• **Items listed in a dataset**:
---*---
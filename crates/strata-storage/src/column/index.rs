//! Search index for string columns.

use std::collections::BTreeMap;

use strata_common::NOT_FOUND;

/// Maps each distinct value to the ascending list of rows holding it.
#[derive(Debug, Clone, Default)]
pub struct StringIndex {
    map: BTreeMap<String, Vec<usize>>,
}

impl StringIndex {
    pub fn new() -> Self {
        Self::default()
    }

    /// Builds an index over `(row, value)` pairs given in row order.
    pub fn build<'a>(values: impl IntoIterator<Item = (usize, &'a str)>) -> Self {
        let mut index = Self::new();
        for (row, value) in values {
            index.map.entry(value.to_string()).or_default().push(row);
        }
        index
    }

    /// Records `value` at `row`. Unless appending, rows at or after `row`
    /// move up by one first.
    pub fn insert(&mut self, row: usize, value: &str, is_append: bool) {
        if !is_append {
            self.shift(row, 1);
        }
        let rows = self.map.entry(value.to_string()).or_default();
        let pos = rows.partition_point(|&r| r < row);
        rows.insert(pos, row);
    }

    /// Moves `row` from `old` to `new`.
    pub fn set(&mut self, row: usize, old: &str, new: &str) {
        if old == new {
            return;
        }
        self.remove_row(row, old);
        let rows = self.map.entry(new.to_string()).or_default();
        let pos = rows.partition_point(|&r| r < row);
        rows.insert(pos, row);
    }

    /// Forgets `row` (holding `value`). Unless it was the last row, later
    /// rows move down by one.
    pub fn erase(&mut self, row: usize, value: &str, is_last: bool) {
        self.remove_row(row, value);
        if !is_last {
            self.shift(row + 1, -1);
        }
    }

    pub fn clear(&mut self) {
        self.map.clear();
    }

    /// First row holding `value`, or `NOT_FOUND`.
    pub fn find_first(&self, value: &str) -> usize {
        self.map.get(value).and_then(|rows| rows.first().copied()).unwrap_or(NOT_FOUND)
    }

    /// Every row holding `value`, ascending.
    pub fn find_all(&self, value: &str) -> &[usize] {
        self.map.get(value).map(Vec::as_slice).unwrap_or(&[])
    }

    pub fn count(&self, value: &str) -> usize {
        self.find_all(value).len()
    }

    /// Number of distinct values.
    pub fn distinct(&self) -> usize {
        self.map.len()
    }

    fn remove_row(&mut self, row: usize, value: &str) {
        if let Some(rows) = self.map.get_mut(value) {
            if let Ok(pos) = rows.binary_search(&row) {
                rows.remove(pos);
            }
            if rows.is_empty() {
                self.map.remove(value);
            }
        }
    }

    fn shift(&mut self, from: usize, diff: isize) {
        for rows in self.map.values_mut() {
            let pos = rows.partition_point(|&r| r < from);
            for r in &mut rows[pos..] {
                *r = r.wrapping_add_signed(diff);
            }
        }
    }
}

#[cfg(test)]
mod tests {
    use super::*;

    #[test]
    fn test_index_tracks_row_moves() {
        let mut index = StringIndex::build([(0, "a"), (1, "b"), (2, "a")]);
        assert_eq!(index.find_all("a"), &[0, 2]);

        index.insert(1, "c", false);
        assert_eq!(index.find_all("a"), &[0, 3]);
        assert_eq!(index.find_all("b"), &[2]);
        assert_eq!(index.find_first("c"), 1);

        index.set(3, "a", "b");
        assert_eq!(index.find_all("b"), &[2, 3]);

        index.erase(0, "a", false);
        assert_eq!(index.find_first("a"), NOT_FOUND);
        assert_eq!(index.find_all("b"), &[1, 2]);
        assert_eq!(index.find_all("c"), &[0]);
        assert_eq!(index.distinct(), 2);
    }
}
//! Error types for Strata.

use thiserror::Error;

/// Result type alias using StrataError.
pub type Result<T> = std::result::Result<T, StrataError>;

/// Errors that can occur in Strata operations.
#[derive(Debug, Error)]
pub enum StrataError {
    // I/O errors
    #[error("I/O error: {0}")]
    Io(#[from] std::io::Error),

    // Allocation errors
    #[error("Out of memory: requested {requested} bytes")]
    OutOfMemory { requested: usize },

    #[error("Array capacity exceeded: {requested} bytes (max {max})")]
    CapacityExceeded { requested: usize, max: usize },

    #[error("Invalid ref: {0}")]
    InvalidRef(usize),

    // Storage format errors
    #[error("Invalid database: {0}")]
    InvalidDatabase(String),

    #[error("Checksum mismatch: expected {expected:#010x}, got {actual:#010x}")]
    ChecksumMismatch { expected: u32, actual: u32 },

    #[error("Storage corrupted: {0}")]
    StorageCorrupted(String),

    // Column and table errors
    #[error("Index out of bounds: {index} (size {size})")]
    IndexOutOfBounds { index: usize, size: usize },

    #[error("Column type mismatch at column {column}: expected {expected}, got {actual}")]
    ColumnTypeMismatch {
        column: usize,
        expected: String,
        actual: String,
    },

    #[error("Column not found: {0}")]
    ColumnNotFound(usize),

    #[error("Column {0} cannot carry a search index")]
    NotIndexable(usize),

    // Query errors
    #[error("Query validation failed: {0}")]
    QueryValidation(String),

    #[error("Unsupported action {action} for {state} state")]
    UnsupportedAction { action: String, state: String },

    // Concurrency errors
    #[error("Worker failed: {0}")]
    WorkerFailed(String),

    // Configuration errors
    #[error("Configuration error: {0}")]
    ConfigError(String),

    #[error("Invalid parameter: {name} = {value}")]
    InvalidParameter { name: String, value: String },

    // Internal errors
    #[error("Internal error: {0}")]
    Internal(String),
}

#[cfg(test)]
mod tests {
    use super::*;
    use std::io::{Error as IoError, ErrorKind};

    #[test]
    fn test_io_error_conversion() {
        let io_err = IoError::new(ErrorKind::NotFound, "file not found");
        let err: StrataError = io_err.into();
        assert!(matches!(err, StrataError::Io(_)));
        assert!(err.to_string().contains("I/O error"));
    }

    #[test]
    fn test_allocation_errors_display() {
        let err = StrataError::OutOfMemory { requested: 4096 };
        assert_eq!(err.to_string(), "Out of memory: requested 4096 bytes");

        let err = StrataError::CapacityExceeded {
            requested: 20_000_000,
            max: 16_777_215,
        };
        assert_eq!(
            err.to_string(),
            "Array capacity exceeded: 20000000 bytes (max 16777215)"
        );

        let err = StrataError::InvalidRef(17);
        assert_eq!(err.to_string(), "Invalid ref: 17");
    }

    #[test]
    fn test_format_errors_display() {
        let err = StrataError::InvalidDatabase("bad mnemonic".to_string());
        assert_eq!(err.to_string(), "Invalid database: bad mnemonic");

        let err = StrataError::ChecksumMismatch {
            expected: 0xdead_beef,
            actual: 0x1,
        };
        assert_eq!(
            err.to_string(),
            "Checksum mismatch: expected 0xdeadbeef, got 0x00000001"
        );
    }

    #[test]
    fn test_column_errors_display() {
        let err = StrataError::IndexOutOfBounds { index: 10, size: 3 };
        assert_eq!(err.to_string(), "Index out of bounds: 10 (size 3)");

        let err = StrataError::ColumnTypeMismatch {
            column: 2,
            expected: "Int".to_string(),
            actual: "String".to_string(),
        };
        assert_eq!(
            err.to_string(),
            "Column type mismatch at column 2: expected Int, got String"
        );

        let err = StrataError::ColumnNotFound(7);
        assert_eq!(err.to_string(), "Column not found: 7");

        let err = StrataError::NotIndexable(1);
        assert_eq!(err.to_string(), "Column 1 cannot carry a search index");
    }

    #[test]
    fn test_query_errors_display() {
        let err = StrataError::QueryValidation("Missing argument to Not".to_string());
        assert_eq!(
            err.to_string(),
            "Query validation failed: Missing argument to Not"
        );

        let err = StrataError::UnsupportedAction {
            action: "Count".to_string(),
            state: "f64".to_string(),
        };
        assert_eq!(err.to_string(), "Unsupported action Count for f64 state");
    }

    #[test]
    fn test_config_errors_display() {
        let err = StrataError::ConfigError("worker_threads must be positive".to_string());
        assert_eq!(
            err.to_string(),
            "Configuration error: worker_threads must be positive"
        );

        let err = StrataError::InvalidParameter {
            name: "max_node_size".to_string(),
            value: "1".to_string(),
        };
        assert_eq!(err.to_string(), "Invalid parameter: max_node_size = 1");
    }

    #[test]
    fn test_result_type_alias() {
        fn returns_ok() -> Result<i32> {
            Ok(42)
        }

        fn returns_err() -> Result<i32> {
            Err(StrataError::Internal("test".to_string()))
        }

        assert!(returns_ok().is_ok());
        assert!(returns_err().is_err());
    }

    #[test]
    fn test_error_is_send_sync() {
        fn assert_send_sync<T: Send + Sync>() {}
        assert_send_sync::<StrataError>();
    }
}
//! Memory management for Strata.
//!
//! This crate provides:
//! - The `Allocator` capability that translates refs into addresses
//! - A slab allocator with first-fit reuse and a read-only base image
//! - The single-root file container (header, checksummed nodes, footer)

mod alloc;
mod file_format;
mod free_space;
mod slab;

use std::sync::Arc;

pub use alloc::{Allocator, MemRef};
pub use file_format::{
    frame_image, validate_image, FileFooter, FileHeader, FOOTER_MAGIC_COOKIE, FORMAT_VERSION,
    MNEMONIC,
};
pub use free_space::{Chunk, FreeSpace};
pub use slab::SlabAlloc;

/// Creates a shared slab allocator with default settings.
pub fn default_allocator() -> Arc<dyn Allocator> {
    Arc::new(SlabAlloc::default())
}
//! Arithmetic expressions over numeric columns.
//!
//! Operands compose with the ordinary operators and are compared with the
//! comparison methods of [`Subexpr`]:
//!
//! ```text
//!   (Subexpr::column(0) + Subexpr::column(1) * 2).greater(100)
//! ```
//!
//! Evaluation runs eight rows at a time. Mixing operand types promotes
//! `Int -> Float -> Double`. Integer arithmetic wraps, and integer division
//! by zero yields 0.

use std::ops::{Add, Div, Mul, Sub};

use strata_common::{Result, StrataError, NOT_FOUND};
use strata_storage::{
    Array, ArrayBasic, Column, Condition, Equal, Greater, GreaterEqual, LeafCursor, Less, LessEqual, NotEqual,
    Table,
};

/// Rows evaluated per batch.
pub const BATCH: usize = 8;

/// A constant operand.
#[derive(Debug, Clone, Copy, PartialEq)]
pub enum Scalar {
    Int(i64),
    Float(f32),
    Double(f64),
}

#[derive(Debug, Clone, Copy, PartialEq, Eq)]
pub enum ArithOp {
    Add,
    Sub,
    Mul,
    Div,
}

/// An operand: a column, a constant, or an operator over two operands.
#[derive(Debug, Clone, PartialEq)]
pub enum Subexpr {
    Column(usize),
    Value(Scalar),
    Operator(ArithOp, Box<Subexpr>, Box<Subexpr>),
}

impl Subexpr {
    pub fn column(column: usize) -> Self {
        Subexpr::Column(column)
    }

    fn operator(op: ArithOp, left: Subexpr, right: Subexpr) -> Self {
        Subexpr::Operator(op, Box::new(left), Box::new(right))
    }

    fn compare(self, op: CompareOp, right: impl Into<Subexpr>) -> Compare {
        Compare {
            op,
            left: self,
            right: right.into(),
        }
    }

    pub fn equal(self, right: impl Into<Subexpr>) -> Compare {
        self.compare(CompareOp::Equal, right)
    }

    pub fn not_equal(self, right: impl Into<Subexpr>) -> Compare {
        self.compare(CompareOp::NotEqual, right)
    }

    pub fn greater(self, right: impl Into<Subexpr>) -> Compare {
        self.compare(CompareOp::Greater, right)
    }

    pub fn greater_equal(self, right: impl Into<Subexpr>) -> Compare {
        self.compare(CompareOp::GreaterEqual, right)
    }

    pub fn less(self, right: impl Into<Subexpr>) -> Compare {
        self.compare(CompareOp::Less, right)
    }

    pub fn less_equal(self, right: impl Into<Subexpr>) -> Compare {
        self.compare(CompareOp::LessEqual, right)
    }

    /// Resolves columns against `table`.
    fn bind(&self, table: &Table) -> Result<Bound> {
        Ok(match self {
            Subexpr::Column(c) => match table.column(*c)? {
                Column::Int(_) => Bound::Int(*c, LeafCursor::new()),
                Column::Float(_) => Bound::Float(*c, LeafCursor::new()),
                Column::Double(_) => Bound::Double(*c, LeafCursor::new()),
                _ => {
                    return Err(StrataError::ColumnTypeMismatch {
                        column: *c,
                        expected: "numeric".to_string(),
                        actual: table.get_real_column_type(*c)?.name().to_string(),
                    })
                }
            },
            Subexpr::Value(v) => Bound::Value(*v),
            Subexpr::Operator(op, l, r) => Bound::Operator(*op, Box::new(l.bind(table)?), Box::new(r.bind(table)?)),
        })
    }
}

impl From<i32> for Subexpr {
    fn from(v: i32) -> Self {
        Subexpr::Value(Scalar::Int(v.into()))
    }
}

impl From<i64> for Subexpr {
    fn from(v: i64) -> Self {
        Subexpr::Value(Scalar::Int(v))
    }
}

impl From<f32> for Subexpr {
    fn from(v: f32) -> Self {
        Subexpr::Value(Scalar::Float(v))
    }
}

impl From<f64> for Subexpr {
    fn from(v: f64) -> Self {
        Subexpr::Value(Scalar::Double(v))
    }
}

impl From<Scalar> for Subexpr {
    fn from(v: Scalar) -> Self {
        Subexpr::Value(v)
    }
}

macro_rules! arith_impl {
    ($trait:ident, $method:ident, $op:expr) => {
        impl<R: Into<Subexpr>> $trait<R> for Subexpr {
            type Output = Subexpr;

            fn $method(self, rhs: R) -> Subexpr {
                Subexpr::operator($op, self, rhs.into())
            }
        }
    };
}

arith_impl!(Add, add, ArithOp::Add);
arith_impl!(Sub, sub, ArithOp::Sub);
arith_impl!(Mul, mul, ArithOp::Mul);
arith_impl!(Div, div, ArithOp::Div);

#[derive(Debug, Clone, Copy, PartialEq, Eq)]
pub enum CompareOp {
    Equal,
    NotEqual,
    Greater,
    GreaterEqual,
    Less,
    LessEqual,
}

impl CompareOp {
    fn holds<T: PartialOrd>(self, a: T, b: T) -> bool {
        match self {
            CompareOp::Equal => Equal::eval(a, b),
            CompareOp::NotEqual => NotEqual::eval(a, b),
            CompareOp::Greater => Greater::eval(a, b),
            CompareOp::GreaterEqual => GreaterEqual::eval(a, b),
            CompareOp::Less => Less::eval(a, b),
            CompareOp::LessEqual => LessEqual::eval(a, b),
        }
    }
}

/// A comparison of two operands, used as a query condition.
#[derive(Debug, Clone, PartialEq)]
pub struct Compare {
    pub op: CompareOp,
    pub left: Subexpr,
    pub right: Subexpr,
}

impl Compare {
    /// Resolves both operands against `table`.
    pub fn bind(&self, table: &Table) -> Result<BoundCompare> {
        Ok(BoundCompare {
            op: self.op,
            left: self.left.bind(table)?,
            right: self.right.bind(table)?,
        })
    }
}

// ============================================================================
// Evaluation
// ============================================================================

/// Values of up to [`BATCH`] consecutive rows.
#[derive(Debug, Clone, Copy, PartialEq)]
enum Batch {
    Int([i64; BATCH]),
    Float([f32; BATCH]),
    Double([f64; BATCH]),
}

impl Batch {
    fn rank(&self) -> u8 {
        match self {
            Batch::Int(_) => 0,
            Batch::Float(_) => 1,
            Batch::Double(_) => 2,
        }
    }

    fn splat(value: Scalar) -> Self {
        match value {
            Scalar::Int(v) => Batch::Int([v; BATCH]),
            Scalar::Float(v) => Batch::Float([v; BATCH]),
            Scalar::Double(v) => Batch::Double([v; BATCH]),
        }
    }

    fn promote(self, rank: u8) -> Self {
        match (self, rank) {
            (Batch::Int(v), 1) => Batch::Float(v.map(|x| x as f32)),
            (Batch::Int(v), 2) => Batch::Double(v.map(|x| x as f64)),
            (Batch::Float(v), 2) => Batch::Double(v.map(f64::from)),
            (b, _) => b,
        }
    }

    /// Promotes both sides to the wider type.
    fn unify(a: Batch, b: Batch) -> (Batch, Batch) {
        let rank = a.rank().max(b.rank());
        (a.promote(rank), b.promote(rank))
    }

    fn apply(op: ArithOp, a: Batch, b: Batch) -> Batch {
        match Batch::unify(a, b) {
            (Batch::Int(x), Batch::Int(y)) => Batch::Int(std::array::from_fn(|i| int_op(op, x[i], y[i]))),
            (Batch::Float(x), Batch::Float(y)) => Batch::Float(std::array::from_fn(|i| float_op(op, x[i], y[i]))),
            (Batch::Double(x), Batch::Double(y)) => {
                Batch::Double(std::array::from_fn(|i| float_op(op, x[i], y[i])))
            }
            (a, _) => a,
        }
    }
}

fn int_op(op: ArithOp, a: i64, b: i64) -> i64 {
    match op {
        ArithOp::Add => a.wrapping_add(b),
        ArithOp::Sub => a.wrapping_sub(b),
        ArithOp::Mul => a.wrapping_mul(b),
        ArithOp::Div if b == 0 => 0,
        ArithOp::Div => a.wrapping_div(b),
    }
}

fn float_op<T>(op: ArithOp, a: T, b: T) -> T
where
    T: Add<Output = T> + Sub<Output = T> + Mul<Output = T> + Div<Output = T>,
{
    match op {
        ArithOp::Add => a + b,
        ArithOp::Sub => a - b,
        ArithOp::Mul => a * b,
        ArithOp::Div => a / b,
    }
}

/// An operand resolved against a table.
#[derive(Clone)]
enum Bound {
    Int(usize, LeafCursor<Array>),
    Float(usize, LeafCursor<ArrayBasic<f32>>),
    Double(usize, LeafCursor<ArrayBasic<f64>>),
    Value(Scalar),
    Operator(ArithOp, Box<Bound>, Box<Bound>),
}

impl Bound {
    /// Values of rows `start..start + count`; `count <= BATCH`.
    fn eval(&mut self, table: &Table, start: usize, count: usize) -> Result<Batch> {
        Ok(match self {
            Bound::Int(col, cursor) => {
                let tree = table.int_column(*col)?.tree();
                let mut out = [0i64; BATCH];
                for (i, slot) in out[..count].iter_mut().enumerate() {
                    *slot = cursor.get(tree, start + i);
                }
                Batch::Int(out)
            }
            Bound::Float(col, cursor) => {
                let tree = table.float_column(*col)?.tree();
                let mut out = [0f32; BATCH];
                for (i, slot) in out[..count].iter_mut().enumerate() {
                    *slot = cursor.get(tree, start + i);
                }
                Batch::Float(out)
            }
            Bound::Double(col, cursor) => {
                let tree = table.double_column(*col)?.tree();
                let mut out = [0f64; BATCH];
                for (i, slot) in out[..count].iter_mut().enumerate() {
                    *slot = cursor.get(tree, start + i);
                }
                Batch::Double(out)
            }
            Bound::Value(v) => Batch::splat(*v),
            Bound::Operator(op, l, r) => {
                let a = l.eval(table, start, count)?;
                let b = r.eval(table, start, count)?;
                Batch::apply(*op, a, b)
            }
        })
    }
}

/// A [`Compare`] resolved against a table.
#[derive(Clone)]
pub struct BoundCompare {
    op: CompareOp,
    left: Bound,
    right: Bound,
}

impl BoundCompare {
    /// First row in `[start, end)` where the comparison holds, or
    /// `NOT_FOUND`.
    pub fn find_first(&mut self, table: &Table, start: usize, end: usize) -> Result<usize> {
        let mut s = start;
        while s < end {
            let count = (end - s).min(BATCH);
            let a = self.left.eval(table, s, count)?;
            let b = self.right.eval(table, s, count)?;
            let hit = match Batch::unify(a, b) {
                (Batch::Int(x), Batch::Int(y)) => (0..count).find(|&i| self.op.holds(x[i], y[i])),
                (Batch::Float(x), Batch::Float(y)) => (0..count).find(|&i| self.op.holds(x[i], y[i])),
                (Batch::Double(x), Batch::Double(y)) => (0..count).find(|&i| self.op.holds(x[i], y[i])),
                _ => None,
            };
            if let Some(i) = hit {
                return Ok(s + i);
            }
            s += count;
        }
        Ok(NOT_FOUND)
    }
}
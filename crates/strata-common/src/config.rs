//! Configuration structures for Strata.

use crate::error::{Result, StrataError};
use serde::{Deserialize, Serialize};

/// Largest capacity representable in the 24-bit array header field.
pub const MAX_ARRAY_CAPACITY: usize = 0xFF_FFFF;

/// Storage layer configuration.
#[derive(Debug, Clone, Copy, PartialEq, Serialize, Deserialize)]
pub struct StorageConfig {
    /// Maximum number of elements in a leaf and children in an inner node.
    pub max_node_size: usize,
    /// Smallest slab the allocator requests when it runs out of free space.
    pub min_slab_size: usize,
    /// Upper bound on mutable slab memory (None = unbounded).
    pub memory_limit: Option<usize>,
}

impl Default for StorageConfig {
    fn default() -> Self {
        Self {
            max_node_size: 1000,
            min_slab_size: 64 * 1024,
            memory_limit: None,
        }
    }
}

impl StorageConfig {
    /// Checks that every field is within its legal range.
    pub fn validate(&self) -> Result<()> {
        if self.max_node_size < 2 {
            return Err(invalid("max_node_size", self.max_node_size));
        }
        if self.min_slab_size == 0 || self.min_slab_size % 8 != 0 {
            return Err(invalid("min_slab_size", self.min_slab_size));
        }
        Ok(())
    }
}

/// Query scheduler tuning constants.
///
/// The cost of a condition node is
/// `distance_weight * bitwidth_time_unit / dD + dT`, where `dD` is the average
/// row distance between local matches and `dT` the time spent per row.
#[derive(Debug, Clone, Copy, PartialEq, Serialize, Deserialize)]
pub struct QueryConfig {
    /// Local matches the cheapest node collects per scheduling round.
    pub findlocals: usize,
    /// Row window given to each probing node.
    pub bestdist: usize,
    /// Local matches each probing node collects before yielding.
    pub probe_matches: usize,
    /// Bit width that corresponds to one unit of per-row time.
    pub bitwidth_time_unit: f64,
    /// Weight of match distance against per-row time.
    pub distance_weight: f64,
    /// Row window of the cheapest node when its dT is nonzero.
    pub aggregate_window: usize,
}

impl Default for QueryConfig {
    fn default() -> Self {
        Self {
            findlocals: 64,
            bestdist: 512,
            probe_matches: 4,
            bitwidth_time_unit: 64.0,
            distance_weight: 8.0,
            aggregate_window: 1000,
        }
    }
}

impl QueryConfig {
    /// Checks that every field is within its legal range.
    pub fn validate(&self) -> Result<()> {
        if self.findlocals == 0 {
            return Err(invalid("findlocals", self.findlocals));
        }
        if self.bestdist == 0 {
            return Err(invalid("bestdist", self.bestdist));
        }
        if self.probe_matches == 0 {
            return Err(invalid("probe_matches", self.probe_matches));
        }
        if !(self.bitwidth_time_unit > 0.0) {
            return Err(invalid("bitwidth_time_unit", self.bitwidth_time_unit));
        }
        if !(self.distance_weight >= 0.0) {
            return Err(invalid("distance_weight", self.distance_weight));
        }
        if self.aggregate_window == 0 {
            return Err(invalid("aggregate_window", self.aggregate_window));
        }
        Ok(())
    }
}

/// Parallel scan configuration.
#[derive(Debug, Clone, Copy, PartialEq, Serialize, Deserialize)]
pub struct ParallelConfig {
    /// Number of scan workers.
    pub worker_threads: usize,
    /// Rows per work item.
    pub chunk_size: usize,
    /// Capacity of the bounded work queue.
    pub queue_depth: usize,
}

impl Default for ParallelConfig {
    fn default() -> Self {
        Self {
            worker_threads: num_cpus(),
            chunk_size: 64 * 1024,
            queue_depth: 16,
        }
    }
}

impl ParallelConfig {
    /// Checks that every field is within its legal range.
    pub fn validate(&self) -> Result<()> {
        if self.worker_threads == 0 {
            return Err(StrataError::ConfigError(
                "worker_threads must be positive".to_string(),
            ));
        }
        if self.chunk_size == 0 {
            return Err(invalid("chunk_size", self.chunk_size));
        }
        if self.queue_depth == 0 {
            return Err(invalid("queue_depth", self.queue_depth));
        }
        Ok(())
    }
}

fn invalid(name: &str, value: impl ToString) -> StrataError {
    StrataError::InvalidParameter {
        name: name.to_string(),
        value: value.to_string(),
    }
}

/// Returns the number of available CPUs.
fn num_cpus() -> usize {
    std::thread::available_parallelism()
        .map(|p| p.get())
        .unwrap_or(1)
}

#[cfg(test)]
mod tests {
    use super::*;

    #[test]
    fn test_storage_config_defaults() {
        let config = StorageConfig::default();
        assert_eq!(config.max_node_size, 1000);
        assert_eq!(config.min_slab_size, 65536);
        assert!(config.memory_limit.is_none());
        assert!(config.validate().is_ok());
    }

    #[test]
    fn test_storage_config_rejects_tiny_nodes() {
        let config = StorageConfig {
            max_node_size: 1,
            ..Default::default()
        };
        let err = config.validate().unwrap_err();
        assert_eq!(err.to_string(), "Invalid parameter: max_node_size = 1");
    }

    #[test]
    fn test_storage_config_rejects_unaligned_slab() {
        let config = StorageConfig {
            min_slab_size: 100,
            ..Default::default()
        };
        assert!(config.validate().is_err());
    }

    #[test]
    fn test_query_config_defaults() {
        let config = QueryConfig::default();
        assert_eq!(config.findlocals, 64);
        assert_eq!(config.bestdist, 512);
        assert_eq!(config.probe_matches, 4);
        assert_eq!(config.bitwidth_time_unit, 64.0);
        assert_eq!(config.distance_weight, 8.0);
        assert_eq!(config.aggregate_window, 1000);
        assert!(config.validate().is_ok());
    }

    #[test]
    fn test_query_config_rejects_zero_window() {
        let config = QueryConfig {
            bestdist: 0,
            ..Default::default()
        };
        assert!(config.validate().is_err());

        let config = QueryConfig {
            bitwidth_time_unit: 0.0,
            ..Default::default()
        };
        assert!(config.validate().is_err());
    }

    #[test]
    fn test_parallel_config_defaults() {
        let config = ParallelConfig::default();
        assert!(config.worker_threads >= 1);
        assert_eq!(config.chunk_size, 65536);
        assert_eq!(config.queue_depth, 16);
        assert!(config.validate().is_ok());
    }

    #[test]
    fn test_parallel_config_rejects_zero_workers() {
        let config = ParallelConfig {
            worker_threads: 0,
            ..Default::default()
        };
        let err = config.validate().unwrap_err();
        assert!(err.to_string().contains("worker_threads"));
    }

    #[test]
    fn test_config_serde_roundtrip() {
        let storage = StorageConfig {
            max_node_size: 4,
            memory_limit: Some(1 << 20),
            ..Default::default()
        };
        let json = serde_json::to_string(&storage).unwrap();
        let back: StorageConfig = serde_json::from_str(&json).unwrap();
        assert_eq!(back, storage);

        let query = QueryConfig {
            findlocals: 16,
            ..Default::default()
        };
        let json = serde_json::to_string(&query).unwrap();
        let back: QueryConfig = serde_json::from_str(&json).unwrap();
        assert_eq!(back, query);

        let parallel = ParallelConfig {
            worker_threads: 3,
            chunk_size: 1000,
            queue_depth: 2,
        };
        let json = serde_json::to_string(&parallel).unwrap();
        let back: ParallelConfig = serde_json::from_str(&json).unwrap();
        assert_eq!(back, parallel);
    }
}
---*---
• **EXERCISE**:
Across all the records, find the lines containing the word "IndexOutOfBounds" and reproduce each one.

• **ANSWER TO THIS PROBLEM**:
    IndexOutOfBounds { index: usize, size: usize },
        let err = StrataError::IndexOutOfBounds { index: 10, size: 3 };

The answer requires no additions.